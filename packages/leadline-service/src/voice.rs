//! Inbound-call routing. Chooses between ring-through, after-hours text
//! capture, voicemail, and the emergency press-1 override, and renders the
//! decision as call-control markup.

use serde_json::json;

use leadline_domain::{hours::DayPart, mask_phone, phone, templates};
use leadline_providers::{
	lookup::{LineLookup, LineType},
	twiml::VoiceResponse,
};
use leadline_storage::{
	leads,
	models::{ConsentSource, LeadIntent, OutboundKind, Tenant},
	tenants,
};

use crate::{GateOutcome, LeadlineService, Result};

pub const OPERATOR_DIAL_TIMEOUT_SECS: u32 = 15;
const VOICEMAIL_MAX_SECS: u32 = 60;
const GATHER_TIMEOUT_SECS: u32 = 5;

#[derive(Clone, Debug)]
pub struct VoiceRequest {
	pub from: String,
	pub to: String,
	pub call_sid: String,
	pub digits: Option<String>,
}

#[derive(Clone, Debug)]
pub struct VoiceReply {
	pub twiml: String,
}
impl VoiceReply {
	fn say_and_hangup(text: &str) -> Self {
		Self { twiml: VoiceResponse::new().say(text).hangup().render() }
	}
}

impl LeadlineService {
	pub async fn handle_voice(&self, req: VoiceRequest) -> Result<VoiceReply> {
		if self.cfg.messaging.kill_switch {
			tracing::warn!("Kill switch active. Rejecting incoming call.");

			return Ok(VoiceReply::say_and_hangup(templates::maintenance_script()));
		}

		if let Err(message) = validate_voice_input(&req) {
			self.critical_alert("Invalid voice webhook", &message).await;

			return Ok(VoiceReply::say_and_hangup(templates::system_error_script()));
		}

		// The press-1 gather posts back here with the same CallSid; the
		// digits leg is a sub-event with its own idempotency key.
		let gate_key = match req.digits.as_deref() {
			Some(digits) => format!("{}_digits_{digits}", req.call_sid),
			None => req.call_sid.clone(),
		};

		match self.gate_webhook(&gate_key, "voice", None).await {
			GateOutcome::Fresh { .. } => {},
			GateOutcome::Duplicate { .. } => {
				tracing::info!(%gate_key, "Duplicate voice webhook ignored.");

				return Ok(VoiceReply::say_and_hangup(templates::check_texts_script()));
			},
			GateOutcome::StoreUnavailable => {
				self.defer_event(crate::DeferredEvent::Voice(req.clone()));

				return Ok(VoiceReply::say_and_hangup(templates::check_texts_script()));
			},
		}

		let tenant = match tenants::by_inbound_number(&self.db, &req.to).await {
			Ok(Some(tenant)) => tenant,
			Ok(None) => {
				self.critical_alert(
					"Tenant resolution failed (voice)",
					&format!("No tenant owns {}. CallSid: {}", req.to, req.call_sid),
				)
				.await;

				return Ok(VoiceReply::say_and_hangup(templates::config_error_script()));
			},
			Err(err) => {
				tracing::error!(error = %err, "Tenant lookup failed.");

				return Ok(VoiceReply::say_and_hangup(templates::system_error_script()));
			},
		};

		if self.rate_limit_exceeded(tenant.id).await {
			return Ok(VoiceReply::say_and_hangup("Busy. Please try again later."));
		}

		// AI kill-switch: hand the call straight to the operator.
		if !tenant.ai_active {
			tracing::warn!(
				caller = %mask_phone(&req.from),
				"Assistant paused for tenant. Forwarding call."
			);

			return Ok(VoiceReply {
				twiml: VoiceResponse::new()
					.dial(&tenant.operator_number, OPERATOR_DIAL_TIMEOUT_SECS)
					.render(),
			});
		}

		// Emergency override: the caller pressed 1 at the after-hours
		// gather and comes back through the same endpoint with digits.
		if req.digits.as_deref() == Some("1") && tenant.emergency_mode {
			tracing::warn!(caller = %mask_phone(&req.from), "Emergency override. Connecting.");

			if let Err(err) =
				leads::set_intent(&self.db, Some(tenant.id), &req.from, LeadIntent::Emergency).await
			{
				tracing::warn!(error = %err, "Failed to tag lead intent.");
			}

			return Ok(VoiceReply {
				twiml: VoiceResponse::new()
					.say(templates::connecting_script())
					.dial(&tenant.operator_number, OPERATOR_DIAL_TIMEOUT_SECS)
					.render(),
			});
		}

		let hour = self.local_hour(&tenant.timezone);
		let part = leadline_domain::hours::classify_hour(
			hour,
			tenant.day_start.max(0) as u32,
			tenant.day_end.max(0) as u32,
			tenant.evening_end.max(0) as u32,
		);

		tracing::info!(
			caller = %mask_phone(&req.from),
			tenant = %tenant.name,
			%hour,
			part = part.as_str(),
			"Incoming call."
		);

		match part {
			// Ring the operator; the dial-status callback owns the
			// missed-call branch, including the lead and consent writes.
			DayPart::Daytime | DayPart::Evening => Ok(VoiceReply {
				twiml: VoiceResponse::new()
					.dial_with_action(
						&tenant.operator_number,
						OPERATOR_DIAL_TIMEOUT_SECS,
						"/voice/status",
					)
					.render(),
			}),
			DayPart::Sleep => self.handle_sleep_call(&tenant, &req).await,
		}
	}

	async fn handle_sleep_call(&self, tenant: &Tenant, req: &VoiceRequest) -> Result<VoiceReply> {
		let lookup = if self.cfg.telephony.lookup_enabled {
			match self.gateway.lookup(&self.cfg.telephony, &req.from).await {
				Ok(lookup) => lookup,
				Err(err) => {
					tracing::warn!(
						caller = %mask_phone(&req.from),
						error = %err,
						"Lookup failed. Assuming mobile."
					);

					LineLookup::default()
				},
			}
		} else {
			LineLookup::default()
		};
		let is_landline = lookup.line_type == LineType::Landline;

		if let Err(err) = leads::upsert_contact(
			&self.db,
			Some(tenant.id),
			&req.from,
			lookup.caller_name.as_deref(),
			self.now(),
		)
		.await
		{
			tracing::error!(error = %err, "Failed to record lead for after-hours call.");
		}
		if let Err(err) = self
			.record_implied_consent(
				Some(tenant.id),
				&req.from,
				ConsentSource::InboundCall,
				json!({ "CallSid": req.call_sid, "to_number": req.to }),
			)
			.await
		{
			tracing::error!(error = %err, "Failed to record implied consent.");
		}

		// Emergency mode fronts the branch with the press-1 gather; on
		// timeout the call falls through to the landline or mobile path.
		let mut response = VoiceResponse::new();

		if tenant.emergency_mode {
			response = response.gather(
				1,
				GATHER_TIMEOUT_SECS,
				"/voice",
				templates::emergency_gather_script(&tenant.name),
			);
		}

		let response = if is_landline {
			response
				.say(templates::after_hours_landline_script(&tenant.name))
				.record("/voice/voicemail", VOICEMAIL_MAX_SECS, '#')
		} else {
			response.say(templates::after_hours_mobile_script(&tenant.name)).hangup()
		};

		// Landlines cannot receive texts; they go down the voicemail path.
		if !is_landline && phone::is_plausible_number(&req.from) {
			self.enqueue_missed_call_texts(tenant, &req.from, &req.call_sid, lookup.caller_name)
				.await;
		}

		Ok(VoiceReply { twiml: response.render() })
	}

	/// The missed-call text pair: templated SMS to the caller, click-to-call
	/// alert to the operator. Shared by the sleep branch and the dial-status
	/// callback.
	pub(crate) async fn enqueue_missed_call_texts(
		&self,
		tenant: &Tenant,
		caller: &str,
		external_base: &str,
		caller_name: Option<String>,
	) {
		let sms_body = templates::missed_call_sms(&tenant.name);

		if let Err(err) = self
			.enqueue_message(
				Some(tenant),
				caller,
				&sms_body,
				OutboundKind::Standard,
				Some(external_base),
				None,
			)
			.await
		{
			tracing::error!(error = %err, "Failed to queue missed-call SMS.");
		}

		let clean_name = caller_name.as_deref().unwrap_or("New Customer");
		let alert = templates::missed_call_operator_alert(&tenant.name, clean_name, caller);

		if let Err(err) = self
			.enqueue_message(
				Some(tenant),
				&tenant.operator_number,
				&alert,
				OutboundKind::Internal,
				Some(&format!("{external_base}:operator")),
				None,
			)
			.await
		{
			tracing::error!(error = %err, "Failed to queue operator alert.");
		}
	}
}

fn validate_voice_input(req: &VoiceRequest) -> std::result::Result<(), String> {
	if req.from.trim().is_empty() {
		return Err("Missing 'From' number.".to_string());
	}
	if req.to.trim().is_empty() {
		return Err("Missing 'To' number.".to_string());
	}
	if req.call_sid.trim().is_empty() {
		return Err("Missing 'CallSid'.".to_string());
	}
	if req.from.trim().len() < 7 {
		return Err(format!("Invalid 'From' number: {}.", mask_phone(&req.from)));
	}

	Ok(())
}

━━━━━━━━━━━━━━━━

Action item: Reproduce verbatim only the segment of the listing bounded by the line containing "straight to the operator." and the line containing "let is_landline = lookup.line_type", with both boundary lines included.

Written solution:
		// AI kill-switch: hand the call straight to the operator.
		if !tenant.ai_active {
			tracing::warn!(
				caller = %mask_phone(&req.from),
				"Assistant paused for tenant. Forwarding call."
			);

			return Ok(VoiceReply {
				twiml: VoiceResponse::new()
					.dial(&tenant.operator_number, OPERATOR_DIAL_TIMEOUT_SECS)
					.render(),
			});
		}

		// Emergency override: the caller pressed 1 at the after-hours
		// gather and comes back through the same endpoint with digits.
		if req.digits.as_deref() == Some("1") && tenant.emergency_mode {
			tracing::warn!(caller = %mask_phone(&req.from), "Emergency override. Connecting.");

			if let Err(err) =
				leads::set_intent(&self.db, Some(tenant.id), &req.from, LeadIntent::Emergency).await
			{
				tracing::warn!(error = %err, "Failed to tag lead intent.");
			}

			return Ok(VoiceReply {
				twiml: VoiceResponse::new()
					.say(templates::connecting_script())
					.dial(&tenant.operator_number, OPERATOR_DIAL_TIMEOUT_SECS)
					.render(),
			});
		}

		let hour = self.local_hour(&tenant.timezone);
		let part = leadline_domain::hours::classify_hour(
			hour,
			tenant.day_start.max(0) as u32,
			tenant.day_end.max(0) as u32,
			tenant.evening_end.max(0) as u32,
		);

		tracing::info!(
			caller = %mask_phone(&req.from),
			tenant = %tenant.name,
			%hour,
			part = part.as_str(),
			"Incoming call."
		);

		match part {
			// Ring the operator; the dial-status callback owns the
			// missed-call branch, including the lead and consent writes.
			DayPart::Daytime | DayPart::Evening => Ok(VoiceReply {
				twiml: VoiceResponse::new()
					.dial_with_action(
						&tenant.operator_number,
						OPERATOR_DIAL_TIMEOUT_SECS,
						"/voice/status",
					)
					.render(),
			}),
			DayPart::Sleep => self.handle_sleep_call(&tenant, &req).await,
		}
	}

	async fn handle_sleep_call(&self, tenant: &Tenant, req: &VoiceRequest) -> Result<VoiceReply> {
		let lookup = if self.cfg.telephony.lookup_enabled {
			match self.gateway.lookup(&self.cfg.telephony, &req.from).await {
				Ok(lookup) => lookup,
				Err(err) => {
					tracing::warn!(
						caller = %mask_phone(&req.from),
						error = %err,
						"Lookup failed. Assuming mobile."
					);

					LineLookup::default()
				},
			}
		} else {
			LineLookup::default()
		};
		let is_landline = lookup.line_type == LineType::Landline;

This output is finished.